▶ What is expected: Every line of the listing that contains the word "StatusCode" is to be copied out.

▶ Supplied information:
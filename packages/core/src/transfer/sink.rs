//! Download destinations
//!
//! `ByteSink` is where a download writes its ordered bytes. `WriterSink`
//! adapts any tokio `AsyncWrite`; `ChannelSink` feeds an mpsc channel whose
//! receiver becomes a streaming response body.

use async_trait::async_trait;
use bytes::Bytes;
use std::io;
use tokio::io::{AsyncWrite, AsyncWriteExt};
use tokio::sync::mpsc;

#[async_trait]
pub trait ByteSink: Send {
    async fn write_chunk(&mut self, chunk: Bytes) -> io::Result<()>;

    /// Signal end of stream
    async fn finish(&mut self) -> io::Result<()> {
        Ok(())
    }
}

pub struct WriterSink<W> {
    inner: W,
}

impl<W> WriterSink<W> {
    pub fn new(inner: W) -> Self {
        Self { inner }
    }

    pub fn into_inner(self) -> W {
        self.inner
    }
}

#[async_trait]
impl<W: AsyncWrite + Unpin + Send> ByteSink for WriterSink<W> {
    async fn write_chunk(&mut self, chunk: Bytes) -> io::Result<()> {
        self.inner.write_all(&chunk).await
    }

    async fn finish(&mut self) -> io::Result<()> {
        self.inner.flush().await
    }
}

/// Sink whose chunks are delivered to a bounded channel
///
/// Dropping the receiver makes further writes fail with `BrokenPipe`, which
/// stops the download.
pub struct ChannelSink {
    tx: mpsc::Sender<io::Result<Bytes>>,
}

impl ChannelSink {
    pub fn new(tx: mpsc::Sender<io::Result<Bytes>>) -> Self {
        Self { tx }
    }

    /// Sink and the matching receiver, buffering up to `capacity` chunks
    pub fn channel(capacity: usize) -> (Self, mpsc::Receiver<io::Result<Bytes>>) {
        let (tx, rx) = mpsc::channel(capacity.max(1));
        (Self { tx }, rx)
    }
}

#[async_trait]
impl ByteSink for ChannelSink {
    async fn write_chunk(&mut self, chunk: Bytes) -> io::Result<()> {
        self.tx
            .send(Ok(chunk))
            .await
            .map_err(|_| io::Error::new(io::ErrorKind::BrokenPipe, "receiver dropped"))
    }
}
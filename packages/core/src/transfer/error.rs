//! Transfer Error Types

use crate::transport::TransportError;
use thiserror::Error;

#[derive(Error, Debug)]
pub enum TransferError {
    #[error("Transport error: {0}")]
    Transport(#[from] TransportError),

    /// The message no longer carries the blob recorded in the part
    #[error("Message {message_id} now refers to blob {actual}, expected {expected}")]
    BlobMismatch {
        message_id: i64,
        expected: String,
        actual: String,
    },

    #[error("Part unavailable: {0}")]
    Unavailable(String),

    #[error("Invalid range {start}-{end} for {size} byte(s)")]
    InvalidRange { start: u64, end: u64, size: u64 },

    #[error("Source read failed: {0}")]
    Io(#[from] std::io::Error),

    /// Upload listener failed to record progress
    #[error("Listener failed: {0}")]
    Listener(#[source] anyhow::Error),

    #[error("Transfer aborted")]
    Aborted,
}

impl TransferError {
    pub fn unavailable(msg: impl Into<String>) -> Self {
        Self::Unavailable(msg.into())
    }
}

* * *

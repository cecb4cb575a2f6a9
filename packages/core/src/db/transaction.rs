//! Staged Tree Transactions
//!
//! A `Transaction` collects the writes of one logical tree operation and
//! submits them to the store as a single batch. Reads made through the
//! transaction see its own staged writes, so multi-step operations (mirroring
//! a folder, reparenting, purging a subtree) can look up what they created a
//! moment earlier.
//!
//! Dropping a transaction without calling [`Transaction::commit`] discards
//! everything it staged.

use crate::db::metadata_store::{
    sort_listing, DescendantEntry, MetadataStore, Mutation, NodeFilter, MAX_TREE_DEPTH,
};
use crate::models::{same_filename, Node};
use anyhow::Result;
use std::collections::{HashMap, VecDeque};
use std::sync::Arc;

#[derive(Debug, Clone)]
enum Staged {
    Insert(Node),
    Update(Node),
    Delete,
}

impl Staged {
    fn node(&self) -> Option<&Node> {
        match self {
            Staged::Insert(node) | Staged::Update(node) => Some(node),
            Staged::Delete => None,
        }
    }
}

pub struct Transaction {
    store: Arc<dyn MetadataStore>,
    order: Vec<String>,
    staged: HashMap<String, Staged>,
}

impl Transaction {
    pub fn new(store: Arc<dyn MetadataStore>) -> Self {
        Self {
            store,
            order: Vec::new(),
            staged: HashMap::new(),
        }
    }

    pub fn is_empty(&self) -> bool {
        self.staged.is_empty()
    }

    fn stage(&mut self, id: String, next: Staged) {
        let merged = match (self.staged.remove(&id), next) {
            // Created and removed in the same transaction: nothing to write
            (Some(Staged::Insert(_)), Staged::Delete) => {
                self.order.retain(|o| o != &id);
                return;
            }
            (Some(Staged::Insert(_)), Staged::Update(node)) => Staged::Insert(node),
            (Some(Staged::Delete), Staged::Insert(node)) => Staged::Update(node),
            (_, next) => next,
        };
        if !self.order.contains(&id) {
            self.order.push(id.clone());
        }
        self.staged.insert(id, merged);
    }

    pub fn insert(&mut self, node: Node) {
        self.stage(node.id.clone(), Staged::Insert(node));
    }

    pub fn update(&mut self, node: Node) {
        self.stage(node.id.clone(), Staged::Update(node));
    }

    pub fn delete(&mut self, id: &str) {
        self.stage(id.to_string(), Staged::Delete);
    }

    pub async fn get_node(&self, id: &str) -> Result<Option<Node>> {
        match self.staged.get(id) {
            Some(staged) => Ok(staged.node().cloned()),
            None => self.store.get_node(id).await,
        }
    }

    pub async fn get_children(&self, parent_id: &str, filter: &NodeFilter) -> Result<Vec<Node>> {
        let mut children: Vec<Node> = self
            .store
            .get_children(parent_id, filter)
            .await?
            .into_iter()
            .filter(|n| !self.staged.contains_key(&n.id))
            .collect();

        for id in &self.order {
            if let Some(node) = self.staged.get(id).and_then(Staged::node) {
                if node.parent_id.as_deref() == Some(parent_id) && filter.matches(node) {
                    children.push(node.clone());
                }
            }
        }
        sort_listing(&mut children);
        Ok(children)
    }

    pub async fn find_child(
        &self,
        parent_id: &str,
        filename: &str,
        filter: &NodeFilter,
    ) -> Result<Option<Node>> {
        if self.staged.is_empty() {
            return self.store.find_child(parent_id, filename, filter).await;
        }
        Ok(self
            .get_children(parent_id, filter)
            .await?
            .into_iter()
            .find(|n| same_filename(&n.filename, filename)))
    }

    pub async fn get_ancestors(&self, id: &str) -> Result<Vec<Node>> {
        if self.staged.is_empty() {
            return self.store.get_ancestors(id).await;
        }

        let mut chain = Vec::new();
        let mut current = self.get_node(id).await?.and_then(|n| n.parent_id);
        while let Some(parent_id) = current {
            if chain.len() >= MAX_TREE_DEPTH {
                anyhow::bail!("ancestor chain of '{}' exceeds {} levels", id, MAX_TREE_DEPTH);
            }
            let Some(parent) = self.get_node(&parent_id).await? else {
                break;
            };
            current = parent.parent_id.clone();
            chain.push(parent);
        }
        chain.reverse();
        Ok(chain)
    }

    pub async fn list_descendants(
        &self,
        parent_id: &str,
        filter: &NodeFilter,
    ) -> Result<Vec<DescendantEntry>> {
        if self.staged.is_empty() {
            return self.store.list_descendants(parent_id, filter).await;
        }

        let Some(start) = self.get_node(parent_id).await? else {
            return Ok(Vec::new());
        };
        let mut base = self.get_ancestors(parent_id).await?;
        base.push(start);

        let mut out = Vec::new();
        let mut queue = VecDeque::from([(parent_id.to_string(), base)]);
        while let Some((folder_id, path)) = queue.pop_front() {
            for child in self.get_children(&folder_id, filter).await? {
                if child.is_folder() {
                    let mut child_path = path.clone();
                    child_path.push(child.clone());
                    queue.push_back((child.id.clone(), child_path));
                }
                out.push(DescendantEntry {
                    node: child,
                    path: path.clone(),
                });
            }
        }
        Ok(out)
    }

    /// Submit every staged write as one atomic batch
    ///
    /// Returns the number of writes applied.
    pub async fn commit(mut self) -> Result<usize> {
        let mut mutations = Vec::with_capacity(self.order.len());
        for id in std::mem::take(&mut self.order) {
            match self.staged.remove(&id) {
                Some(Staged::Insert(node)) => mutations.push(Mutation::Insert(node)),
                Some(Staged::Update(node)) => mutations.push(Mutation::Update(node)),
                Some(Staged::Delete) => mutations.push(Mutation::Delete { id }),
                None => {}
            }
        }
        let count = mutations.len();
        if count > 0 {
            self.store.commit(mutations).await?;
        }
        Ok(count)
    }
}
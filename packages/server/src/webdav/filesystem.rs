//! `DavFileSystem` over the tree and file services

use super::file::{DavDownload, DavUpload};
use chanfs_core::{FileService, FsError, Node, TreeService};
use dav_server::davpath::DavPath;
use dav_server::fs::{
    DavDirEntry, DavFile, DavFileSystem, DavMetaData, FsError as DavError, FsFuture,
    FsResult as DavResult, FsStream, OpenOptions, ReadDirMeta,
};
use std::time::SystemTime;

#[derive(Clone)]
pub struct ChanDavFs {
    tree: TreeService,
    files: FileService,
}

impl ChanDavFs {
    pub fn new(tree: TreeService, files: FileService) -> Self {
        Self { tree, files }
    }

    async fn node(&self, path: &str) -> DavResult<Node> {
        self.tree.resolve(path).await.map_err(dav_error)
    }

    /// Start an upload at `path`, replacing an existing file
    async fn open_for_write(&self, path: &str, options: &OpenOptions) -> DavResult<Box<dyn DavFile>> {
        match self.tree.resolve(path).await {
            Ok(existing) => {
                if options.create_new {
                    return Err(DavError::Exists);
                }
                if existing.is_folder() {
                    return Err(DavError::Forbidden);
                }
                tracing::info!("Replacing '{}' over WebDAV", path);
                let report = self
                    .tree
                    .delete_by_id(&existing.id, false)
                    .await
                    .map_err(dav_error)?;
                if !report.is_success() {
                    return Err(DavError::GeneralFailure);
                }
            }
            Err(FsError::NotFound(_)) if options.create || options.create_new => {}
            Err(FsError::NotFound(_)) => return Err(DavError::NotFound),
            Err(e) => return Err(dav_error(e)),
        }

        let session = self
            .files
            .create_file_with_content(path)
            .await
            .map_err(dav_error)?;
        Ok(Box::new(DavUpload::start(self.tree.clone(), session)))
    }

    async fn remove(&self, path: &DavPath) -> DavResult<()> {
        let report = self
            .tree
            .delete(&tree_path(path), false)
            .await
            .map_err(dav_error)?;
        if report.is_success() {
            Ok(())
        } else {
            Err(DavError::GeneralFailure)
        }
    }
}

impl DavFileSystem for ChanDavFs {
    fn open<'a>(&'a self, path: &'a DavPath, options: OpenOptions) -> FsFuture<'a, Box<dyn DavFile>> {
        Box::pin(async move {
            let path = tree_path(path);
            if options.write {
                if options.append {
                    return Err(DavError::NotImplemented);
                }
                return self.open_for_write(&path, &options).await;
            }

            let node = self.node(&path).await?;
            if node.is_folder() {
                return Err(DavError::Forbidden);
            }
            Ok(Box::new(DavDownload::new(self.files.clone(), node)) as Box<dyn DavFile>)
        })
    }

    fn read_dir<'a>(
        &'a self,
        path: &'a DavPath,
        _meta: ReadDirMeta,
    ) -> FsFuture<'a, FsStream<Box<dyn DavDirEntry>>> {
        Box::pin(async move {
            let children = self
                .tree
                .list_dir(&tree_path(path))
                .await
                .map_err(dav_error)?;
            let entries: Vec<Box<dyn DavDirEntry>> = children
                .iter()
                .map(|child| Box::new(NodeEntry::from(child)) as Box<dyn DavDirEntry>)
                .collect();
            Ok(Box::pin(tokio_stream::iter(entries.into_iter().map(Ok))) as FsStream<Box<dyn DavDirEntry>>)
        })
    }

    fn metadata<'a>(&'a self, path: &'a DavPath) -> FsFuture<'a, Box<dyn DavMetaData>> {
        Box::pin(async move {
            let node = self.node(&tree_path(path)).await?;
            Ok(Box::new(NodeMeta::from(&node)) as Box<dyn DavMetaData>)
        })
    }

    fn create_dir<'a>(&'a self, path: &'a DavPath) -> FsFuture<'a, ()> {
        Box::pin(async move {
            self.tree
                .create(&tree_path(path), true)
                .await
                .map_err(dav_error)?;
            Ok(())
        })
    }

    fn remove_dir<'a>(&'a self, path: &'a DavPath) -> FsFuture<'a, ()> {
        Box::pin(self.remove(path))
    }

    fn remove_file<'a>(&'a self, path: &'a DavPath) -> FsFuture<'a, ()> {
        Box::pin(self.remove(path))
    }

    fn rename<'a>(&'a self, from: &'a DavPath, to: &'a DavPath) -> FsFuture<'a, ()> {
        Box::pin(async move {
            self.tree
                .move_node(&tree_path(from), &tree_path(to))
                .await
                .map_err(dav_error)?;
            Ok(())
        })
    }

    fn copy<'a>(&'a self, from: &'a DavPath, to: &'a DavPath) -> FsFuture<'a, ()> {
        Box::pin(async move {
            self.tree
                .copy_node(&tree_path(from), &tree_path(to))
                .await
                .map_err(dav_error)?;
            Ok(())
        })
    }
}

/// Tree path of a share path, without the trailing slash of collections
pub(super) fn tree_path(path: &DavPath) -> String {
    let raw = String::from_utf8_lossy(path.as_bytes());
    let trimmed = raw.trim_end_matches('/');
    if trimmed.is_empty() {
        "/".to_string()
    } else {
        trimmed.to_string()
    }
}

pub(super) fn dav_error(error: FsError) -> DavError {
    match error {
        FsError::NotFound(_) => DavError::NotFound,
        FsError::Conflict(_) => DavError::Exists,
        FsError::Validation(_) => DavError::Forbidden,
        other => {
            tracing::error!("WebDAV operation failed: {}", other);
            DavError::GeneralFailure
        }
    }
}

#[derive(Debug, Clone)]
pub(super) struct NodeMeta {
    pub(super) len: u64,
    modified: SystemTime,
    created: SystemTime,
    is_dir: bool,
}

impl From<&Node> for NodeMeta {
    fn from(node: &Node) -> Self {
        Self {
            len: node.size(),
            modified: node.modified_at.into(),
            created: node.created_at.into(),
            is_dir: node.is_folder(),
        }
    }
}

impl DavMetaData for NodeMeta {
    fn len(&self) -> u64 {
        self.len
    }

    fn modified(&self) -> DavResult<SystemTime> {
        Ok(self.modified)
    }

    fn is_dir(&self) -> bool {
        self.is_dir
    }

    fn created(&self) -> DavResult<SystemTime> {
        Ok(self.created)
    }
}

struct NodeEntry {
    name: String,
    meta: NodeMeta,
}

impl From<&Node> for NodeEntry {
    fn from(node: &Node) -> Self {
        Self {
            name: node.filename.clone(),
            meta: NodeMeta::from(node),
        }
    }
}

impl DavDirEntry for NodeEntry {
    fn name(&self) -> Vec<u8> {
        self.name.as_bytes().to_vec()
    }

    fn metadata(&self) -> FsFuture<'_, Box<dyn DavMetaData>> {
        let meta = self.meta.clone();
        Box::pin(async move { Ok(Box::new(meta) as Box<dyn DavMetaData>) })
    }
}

* * *

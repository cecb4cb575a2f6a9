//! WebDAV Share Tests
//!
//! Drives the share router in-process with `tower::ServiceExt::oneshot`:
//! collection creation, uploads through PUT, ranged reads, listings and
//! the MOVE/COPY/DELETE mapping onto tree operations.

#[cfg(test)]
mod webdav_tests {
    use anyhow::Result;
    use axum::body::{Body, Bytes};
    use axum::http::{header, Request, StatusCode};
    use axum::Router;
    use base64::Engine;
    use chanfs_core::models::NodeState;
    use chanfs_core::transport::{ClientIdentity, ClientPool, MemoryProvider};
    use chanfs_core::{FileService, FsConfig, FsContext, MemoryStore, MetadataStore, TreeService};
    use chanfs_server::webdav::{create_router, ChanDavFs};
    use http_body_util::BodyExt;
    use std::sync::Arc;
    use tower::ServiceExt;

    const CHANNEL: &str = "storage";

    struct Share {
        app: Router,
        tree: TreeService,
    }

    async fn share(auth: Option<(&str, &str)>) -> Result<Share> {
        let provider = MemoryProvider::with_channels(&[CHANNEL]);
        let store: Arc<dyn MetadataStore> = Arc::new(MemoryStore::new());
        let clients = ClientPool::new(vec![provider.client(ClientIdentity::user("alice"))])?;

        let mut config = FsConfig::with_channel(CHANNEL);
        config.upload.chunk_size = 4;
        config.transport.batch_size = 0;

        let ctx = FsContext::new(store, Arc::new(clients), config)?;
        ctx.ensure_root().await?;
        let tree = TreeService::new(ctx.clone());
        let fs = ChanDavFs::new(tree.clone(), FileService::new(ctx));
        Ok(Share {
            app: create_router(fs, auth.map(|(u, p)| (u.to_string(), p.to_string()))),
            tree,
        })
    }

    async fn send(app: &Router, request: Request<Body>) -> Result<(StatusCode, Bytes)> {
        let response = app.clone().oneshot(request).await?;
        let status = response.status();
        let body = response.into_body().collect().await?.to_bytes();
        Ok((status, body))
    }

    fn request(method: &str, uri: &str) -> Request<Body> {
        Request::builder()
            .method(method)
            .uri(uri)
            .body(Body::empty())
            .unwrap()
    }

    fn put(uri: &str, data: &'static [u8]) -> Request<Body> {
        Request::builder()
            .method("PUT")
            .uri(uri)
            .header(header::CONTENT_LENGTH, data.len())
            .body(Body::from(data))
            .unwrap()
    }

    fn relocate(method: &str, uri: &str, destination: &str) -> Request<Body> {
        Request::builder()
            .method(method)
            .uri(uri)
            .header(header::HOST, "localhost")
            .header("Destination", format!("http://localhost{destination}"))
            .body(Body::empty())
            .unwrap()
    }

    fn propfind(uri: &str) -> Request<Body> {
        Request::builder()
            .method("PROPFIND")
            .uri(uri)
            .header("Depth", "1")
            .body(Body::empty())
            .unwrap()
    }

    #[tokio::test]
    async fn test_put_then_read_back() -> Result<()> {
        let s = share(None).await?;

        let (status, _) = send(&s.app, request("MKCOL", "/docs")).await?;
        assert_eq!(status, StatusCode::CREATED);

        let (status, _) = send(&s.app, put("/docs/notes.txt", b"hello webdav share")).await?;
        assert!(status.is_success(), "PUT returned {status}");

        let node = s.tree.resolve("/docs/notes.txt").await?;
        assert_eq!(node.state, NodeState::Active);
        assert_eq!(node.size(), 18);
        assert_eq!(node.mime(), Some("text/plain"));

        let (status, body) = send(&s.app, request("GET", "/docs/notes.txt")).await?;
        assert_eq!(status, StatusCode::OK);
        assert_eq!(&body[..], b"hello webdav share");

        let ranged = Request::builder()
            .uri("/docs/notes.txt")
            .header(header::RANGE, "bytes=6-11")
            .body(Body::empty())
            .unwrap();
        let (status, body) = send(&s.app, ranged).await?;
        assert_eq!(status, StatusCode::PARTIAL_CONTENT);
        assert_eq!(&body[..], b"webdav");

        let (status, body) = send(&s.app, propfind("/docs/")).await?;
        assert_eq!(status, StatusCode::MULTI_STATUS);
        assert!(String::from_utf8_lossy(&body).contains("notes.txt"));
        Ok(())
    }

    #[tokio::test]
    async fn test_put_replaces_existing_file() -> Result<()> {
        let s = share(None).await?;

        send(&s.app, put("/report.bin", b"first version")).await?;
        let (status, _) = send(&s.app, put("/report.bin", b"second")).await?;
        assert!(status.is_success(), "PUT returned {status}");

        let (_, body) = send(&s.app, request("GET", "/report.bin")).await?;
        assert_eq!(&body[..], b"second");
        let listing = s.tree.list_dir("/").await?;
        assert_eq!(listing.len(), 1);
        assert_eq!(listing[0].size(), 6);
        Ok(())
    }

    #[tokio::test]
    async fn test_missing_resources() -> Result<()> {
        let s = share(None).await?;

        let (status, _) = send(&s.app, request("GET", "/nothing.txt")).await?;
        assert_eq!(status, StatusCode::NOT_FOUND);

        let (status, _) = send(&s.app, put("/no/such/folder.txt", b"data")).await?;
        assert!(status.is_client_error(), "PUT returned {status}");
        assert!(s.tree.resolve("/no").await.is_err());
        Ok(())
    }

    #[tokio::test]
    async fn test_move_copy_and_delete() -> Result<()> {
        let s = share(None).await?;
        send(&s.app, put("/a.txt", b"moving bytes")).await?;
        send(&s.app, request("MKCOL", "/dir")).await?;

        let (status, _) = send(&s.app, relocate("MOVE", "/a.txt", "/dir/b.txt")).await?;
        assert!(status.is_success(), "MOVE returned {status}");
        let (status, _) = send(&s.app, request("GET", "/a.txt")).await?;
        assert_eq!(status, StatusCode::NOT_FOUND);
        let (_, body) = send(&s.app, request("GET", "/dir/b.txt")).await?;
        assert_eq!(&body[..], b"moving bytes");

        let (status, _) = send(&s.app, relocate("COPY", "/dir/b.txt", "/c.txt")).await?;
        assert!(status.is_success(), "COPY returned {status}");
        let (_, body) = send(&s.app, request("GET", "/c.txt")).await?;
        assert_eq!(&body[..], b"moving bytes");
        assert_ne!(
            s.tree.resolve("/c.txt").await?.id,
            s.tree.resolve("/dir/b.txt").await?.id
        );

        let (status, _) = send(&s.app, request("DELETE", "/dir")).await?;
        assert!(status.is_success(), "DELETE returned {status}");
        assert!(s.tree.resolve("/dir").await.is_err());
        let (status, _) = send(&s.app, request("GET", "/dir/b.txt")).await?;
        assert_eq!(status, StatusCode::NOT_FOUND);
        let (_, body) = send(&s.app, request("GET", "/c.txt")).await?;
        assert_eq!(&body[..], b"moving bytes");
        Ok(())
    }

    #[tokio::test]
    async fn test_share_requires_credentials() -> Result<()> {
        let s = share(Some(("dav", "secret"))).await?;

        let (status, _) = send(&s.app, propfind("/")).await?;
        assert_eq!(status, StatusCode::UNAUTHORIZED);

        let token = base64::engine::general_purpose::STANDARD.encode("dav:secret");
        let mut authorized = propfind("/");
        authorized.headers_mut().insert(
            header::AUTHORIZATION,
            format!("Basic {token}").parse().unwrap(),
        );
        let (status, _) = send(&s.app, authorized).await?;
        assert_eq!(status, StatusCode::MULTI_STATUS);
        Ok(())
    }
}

▶ Completed task:
    use axum::http::{header, Request, StatusCode};
    async fn send(app: &Router, request: Request<Body>) -> Result<(StatusCode, Bytes)> {
        assert_eq!(status, StatusCode::CREATED);
        assert_eq!(status, StatusCode::OK);
        assert_eq!(status, StatusCode::PARTIAL_CONTENT);
        assert_eq!(status, StatusCode::MULTI_STATUS);
        assert_eq!(status, StatusCode::NOT_FOUND);
        assert_eq!(status, StatusCode::NOT_FOUND);
        assert_eq!(status, StatusCode::NOT_FOUND);
        assert_eq!(status, StatusCode::UNAUTHORIZED);
        assert_eq!(status, StatusCode::MULTI_STATUS);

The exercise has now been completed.